Recently, there have been increasing reports of liver disease in HIV-infected individuals in the absence of viral hepatitis [711]. These diseases largely include liver decompensation with and without evidence of cirrhosis, nonalcoholic liver disease (NALD) its more severe form nonalcoholic steatohepatitis (NASH) and hepatocellular cancer (HCC) [711]. Liver disease in HIV monoinfection has been significantly associated with high HIV RNA, prolonged exposure to cART as well as high body mass index (BMI), alcohol abuse and increasing age [1214].

This paper will discuss the likely direct and indirect effects of HIV on the innate immune system of the liver and the potential contribution of these changes to liver disease in the presence and absence of coinfection with hepatitis B and C.

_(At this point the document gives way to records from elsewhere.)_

// src/web/handlers.rs
use crate::agent::AgentController;
use crate::store::{Credentials, CredentialsStore, JobRecord, JobStore};
use crate::web::types::{
    AgentStatusResponse, CredentialsStatusResponse, ErrorDetail, MessageResponse,
};

use rocket::http::Status;
use rocket::response::status::{BadRequest, Custom};
use rocket::serde::json::Json;
use rocket::State;
use tracing::error;

pub async fn index_handler() -> Json<MessageResponse> {
    Json(MessageResponse::new("LinkedIn Job Crawler API"))
}

/// Best-effort snapshot of the store; readers tolerate staleness while the
/// loop is mid-cycle.
pub async fn get_jobs_handler(jobs: &State<JobStore>) -> Json<Vec<JobRecord>> {
    Json(jobs.load().await)
}

pub async fn start_agent_handler(
    controller: &State<AgentController>,
) -> Result<Json<MessageResponse>, BadRequest<Json<ErrorDetail>>> {
    match controller.start() {
        Ok(()) => Ok(Json(MessageResponse::new("Agent started successfully"))),
        Err(e) => Err(BadRequest(Json(ErrorDetail::new(e.to_string())))),
    }
}

pub async fn stop_agent_handler(
    controller: &State<AgentController>,
) -> Result<Json<MessageResponse>, BadRequest<Json<ErrorDetail>>> {
    match controller.stop() {
        Ok(()) => Ok(Json(MessageResponse::new("Agent is stopping"))),
        Err(e) => Err(BadRequest(Json(ErrorDetail::new(e.to_string())))),
    }
}

pub async fn agent_status_handler(
    controller: &State<AgentController>,
) -> Json<AgentStatusResponse> {
    Json(controller.status().into())
}

pub async fn set_credentials_handler(
    request: Json<Credentials>,
    credentials: &State<CredentialsStore>,
) -> Result<Json<MessageResponse>, Custom<Json<ErrorDetail>>> {
    match credentials.save(&request.into_inner()).await {
        Ok(()) => Ok(Json(MessageResponse::new(
            "LinkedIn credentials saved successfully",
        ))),
        Err(e) => {
            error!("Failed to save credentials: {:#}", e);
            Err(Custom(
                Status::InternalServerError,
                Json(ErrorDetail::new("Failed to save credentials")),
            ))
        }
    }
}

pub async fn credentials_status_handler(
    credentials: &State<CredentialsStore>,
) -> Json<CredentialsStatusResponse> {
    Json(CredentialsStatusResponse {
        set: credentials.load().await.is_set(),
    })
}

2. Toll-Like Receptor (TLR) Signalling and the Liver

Toll-like receptors (TLRs) are pattern recognition receptors that recognize pathogen-associated molecular patterns (PAMPS). All TLRs have a cytosolic Toll/IL-1 receptor (TIR) domain, which is responsible for signal transduction. Myeloid differentiation primary response gene 88 (MyD88) is the main TIR-domain containing adapter molecules common to all TLRs except TLR3. Other TIR-domain containing adapter molecules include Toll/IL-1 receptor domain containing adaptor protein (TIRAP), Toll/IL-1 receptor domain containing adaptor inducing interferon-beta (TRIF), and TRIF-related adaptor molecule (TRAM) [1517] (Table 1). Triggering TLRs leads to activation of nuclear factor kappa B (NFκB) resulting in an upregulation of proinflammatory cytokines such as Tumour Necrosis Factor (TNF)-α, IL-1 and IL-6, and/or activation of Interferon Response Factors (IRFs) which mediate transcription of Interferon (IFN) α and β and subsequent downstream IFN-stimulated genes (ISGs). The specificity of the TLR signalling response is critically regulated by the various TIR-domain containing adapter molecules that associate with the TLR directly or colocalise with MyD88 [1517].

MessengerRNA (mRNA) for all ten TLRs are expressed in murine livers, and expression levels can be modulated with corticosteroid treatment [18]. All ten human TLRs (TLR 1-10) are expressed in the liver with differential expression depending on the cell type [17]. While the liver is constantly exposed to bacterial microflora resident in the gastrointestinal (GI) tract via the portal circulation the inflammatory response is generally averted in the healthy liver by modulation of the innate immune response, referred to as “immune tolerance” (as reviewed by [1921]). However, under conditions of chronic bacterial exposure, TLR expression may be similarly altered [22].

Primary cultured hepatocytes express TLRs 1–10 although the expression levels of TLRs 2–5 are very low and may indicate immune tolerance or modulation of TLR expression in response to bacterial exposure [21].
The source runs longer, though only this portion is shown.